'''

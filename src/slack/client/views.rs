use serde::Serialize;

use crate::slack::client::{self, core::Empty};
use crate::views::ModalView;

#[derive(Serialize, Debug)]
pub struct OpenRequest<'a> {
    pub trigger_id: &'a str,
    pub view: &'a ModalView,
}

#[derive(Serialize, Debug)]
pub struct UpdateRequest<'a> {
    pub view_id: &'a str,
    #[serde(skip_serializing_if = "Option::is_none")]
    pub hash: Option<&'a str>,
    pub view: &'a ModalView,
}

pub async fn open(
    client: &client::core::Client,
    request: OpenRequest<'_>,
) -> Result<(), client::Error> {
    client
        .post_json("https://slack.com/api/views.open", &request)
        .await?
        .api::<Empty>()
        .await?;
    Ok(())
}

pub async fn update(
    client: &client::core::Client,
    request: UpdateRequest<'_>,
) -> Result<(), client::Error> {
    client
        .post_json("https://slack.com/api/views.update", &request)
        .await?
        .api::<Empty>()
        .await?;
    Ok(())
}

'''

For an answer, give a copy of every line in the listing that holds the word "struct".

> **Task result**:
pub struct OpenRequest<'a> {
pub struct UpdateRequest<'a> {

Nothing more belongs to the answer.